> EXERCISE BRIEF:
All entries are to be given again verbatim.

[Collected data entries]
+ + +
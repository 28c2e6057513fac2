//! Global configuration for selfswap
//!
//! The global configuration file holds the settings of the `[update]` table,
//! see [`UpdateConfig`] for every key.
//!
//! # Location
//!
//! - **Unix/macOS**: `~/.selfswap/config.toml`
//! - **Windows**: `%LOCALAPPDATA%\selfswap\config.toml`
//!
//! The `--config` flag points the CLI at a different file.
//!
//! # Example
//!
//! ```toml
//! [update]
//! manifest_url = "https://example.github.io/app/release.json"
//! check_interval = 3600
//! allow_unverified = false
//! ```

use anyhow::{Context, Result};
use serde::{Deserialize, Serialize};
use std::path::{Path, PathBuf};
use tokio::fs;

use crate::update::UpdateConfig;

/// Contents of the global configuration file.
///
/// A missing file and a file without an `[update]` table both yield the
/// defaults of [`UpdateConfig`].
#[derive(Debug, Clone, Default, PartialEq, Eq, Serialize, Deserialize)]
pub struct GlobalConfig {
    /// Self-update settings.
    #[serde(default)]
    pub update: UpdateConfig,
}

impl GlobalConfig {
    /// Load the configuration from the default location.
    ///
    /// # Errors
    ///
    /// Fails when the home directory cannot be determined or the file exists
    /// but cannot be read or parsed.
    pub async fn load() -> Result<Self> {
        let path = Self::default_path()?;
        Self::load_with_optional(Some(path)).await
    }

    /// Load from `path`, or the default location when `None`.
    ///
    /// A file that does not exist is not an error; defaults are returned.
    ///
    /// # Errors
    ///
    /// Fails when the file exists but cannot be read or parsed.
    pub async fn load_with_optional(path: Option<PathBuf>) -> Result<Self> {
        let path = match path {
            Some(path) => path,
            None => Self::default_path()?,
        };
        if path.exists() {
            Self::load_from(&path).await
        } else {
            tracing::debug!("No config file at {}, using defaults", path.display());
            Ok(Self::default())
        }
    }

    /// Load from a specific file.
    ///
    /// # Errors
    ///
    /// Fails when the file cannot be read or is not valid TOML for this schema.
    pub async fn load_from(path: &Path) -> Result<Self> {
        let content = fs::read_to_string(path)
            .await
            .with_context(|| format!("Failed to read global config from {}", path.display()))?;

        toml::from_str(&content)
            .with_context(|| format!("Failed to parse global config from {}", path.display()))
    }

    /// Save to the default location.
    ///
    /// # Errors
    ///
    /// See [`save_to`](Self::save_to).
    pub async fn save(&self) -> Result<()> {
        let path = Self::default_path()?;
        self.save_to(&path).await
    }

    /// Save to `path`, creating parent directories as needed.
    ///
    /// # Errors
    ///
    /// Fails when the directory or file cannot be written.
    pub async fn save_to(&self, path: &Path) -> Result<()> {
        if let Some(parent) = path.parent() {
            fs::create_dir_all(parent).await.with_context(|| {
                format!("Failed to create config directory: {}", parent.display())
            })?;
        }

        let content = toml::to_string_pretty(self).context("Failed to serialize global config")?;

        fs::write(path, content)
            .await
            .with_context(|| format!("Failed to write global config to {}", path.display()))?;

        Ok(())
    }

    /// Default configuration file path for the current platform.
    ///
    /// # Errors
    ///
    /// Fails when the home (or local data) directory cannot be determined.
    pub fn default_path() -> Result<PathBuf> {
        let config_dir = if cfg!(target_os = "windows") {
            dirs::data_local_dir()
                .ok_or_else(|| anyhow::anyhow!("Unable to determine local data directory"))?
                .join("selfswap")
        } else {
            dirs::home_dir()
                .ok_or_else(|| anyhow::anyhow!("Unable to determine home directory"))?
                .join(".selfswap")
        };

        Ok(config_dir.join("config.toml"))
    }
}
+ + +
> SOLUTION FOR THIS TASK:
repository 28c2e6057513fac2
//! Global configuration for selfswap
//!
//! The global configuration file holds the settings of the `[update]` table,
//! see [`UpdateConfig`] for every key.
//!
//! # Location
//!
//! - **Unix/macOS**: `~/.selfswap/config.toml`
//! - **Windows**: `%LOCALAPPDATA%\selfswap\config.toml`
//!
//! The `--config` flag points the CLI at a different file.
//!
//! # Example
//!
//! ```toml
//! [update]
//! manifest_url = "https://example.github.io/app/release.json"
//! check_interval = 3600
//! allow_unverified = false
//! ```

use anyhow::{Context, Result};
use serde::{Deserialize, Serialize};
use std::path::{Path, PathBuf};
use tokio::fs;

use crate::update::UpdateConfig;

/// Contents of the global configuration file.
///
/// A missing file and a file without an `[update]` table both yield the
/// defaults of [`UpdateConfig`].
#[derive(Debug, Clone, Default, PartialEq, Eq, Serialize, Deserialize)]
pub struct GlobalConfig {
    /// Self-update settings.
    #[serde(default)]
    pub update: UpdateConfig,
}

impl GlobalConfig {
    /// Load the configuration from the default location.
    ///
    /// # Errors
    ///
    /// Fails when the home directory cannot be determined or the file exists
    /// but cannot be read or parsed.
    pub async fn load() -> Result<Self> {
        let path = Self::default_path()?;
        Self::load_with_optional(Some(path)).await
    }

    /// Load from `path`, or the default location when `None`.
    ///
    /// A file that does not exist is not an error; defaults are returned.
    ///
    /// # Errors
    ///
    /// Fails when the file exists but cannot be read or parsed.
    pub async fn load_with_optional(path: Option<PathBuf>) -> Result<Self> {
        let path = match path {
            Some(path) => path,
            None => Self::default_path()?,
        };
        if path.exists() {
            Self::load_from(&path).await
        } else {
            tracing::debug!("No config file at {}, using defaults", path.display());
            Ok(Self::default())
        }
    }

    /// Load from a specific file.
    ///
    /// # Errors
    ///
    /// Fails when the file cannot be read or is not valid TOML for this schema.
    pub async fn load_from(path: &Path) -> Result<Self> {
        let content = fs::read_to_string(path)
            .await
            .with_context(|| format!("Failed to read global config from {}", path.display()))?;

        toml::from_str(&content)
            .with_context(|| format!("Failed to parse global config from {}", path.display()))
    }

    /// Save to the default location.
    ///
    /// # Errors
    ///
    /// See [`save_to`](Self::save_to).
    pub async fn save(&self) -> Result<()> {
        let path = Self::default_path()?;
        self.save_to(&path).await
    }

    /// Save to `path`, creating parent directories as needed.
    ///
    /// # Errors
    ///
    /// Fails when the directory or file cannot be written.
    pub async fn save_to(&self, path: &Path) -> Result<()> {
        if let Some(parent) = path.parent() {
            fs::create_dir_all(parent).await.with_context(|| {
                format!("Failed to create config directory: {}", parent.display())
            })?;
        }

        let content = toml::to_string_pretty(self).context("Failed to serialize global config")?;

        fs::write(path, content)
            .await
            .with_context(|| format!("Failed to write global config to {}", path.display()))?;

        Ok(())
    }

    /// Default configuration file path for the current platform.
    ///
    /// # Errors
    ///
    /// Fails when the home (or local data) directory cannot be determined.
    pub fn default_path() -> Result<PathBuf> {
        let config_dir = if cfg!(target_os = "windows") {
            dirs::data_local_dir()
                .ok_or_else(|| anyhow::anyhow!("Unable to determine local data directory"))?
                .join("selfswap")
        } else {
            dirs::home_dir()
                .ok_or_else(|| anyhow::anyhow!("Unable to determine home directory"))?
                .join(".selfswap")
        };

        Ok(config_dir.join("config.toml"))
    }
}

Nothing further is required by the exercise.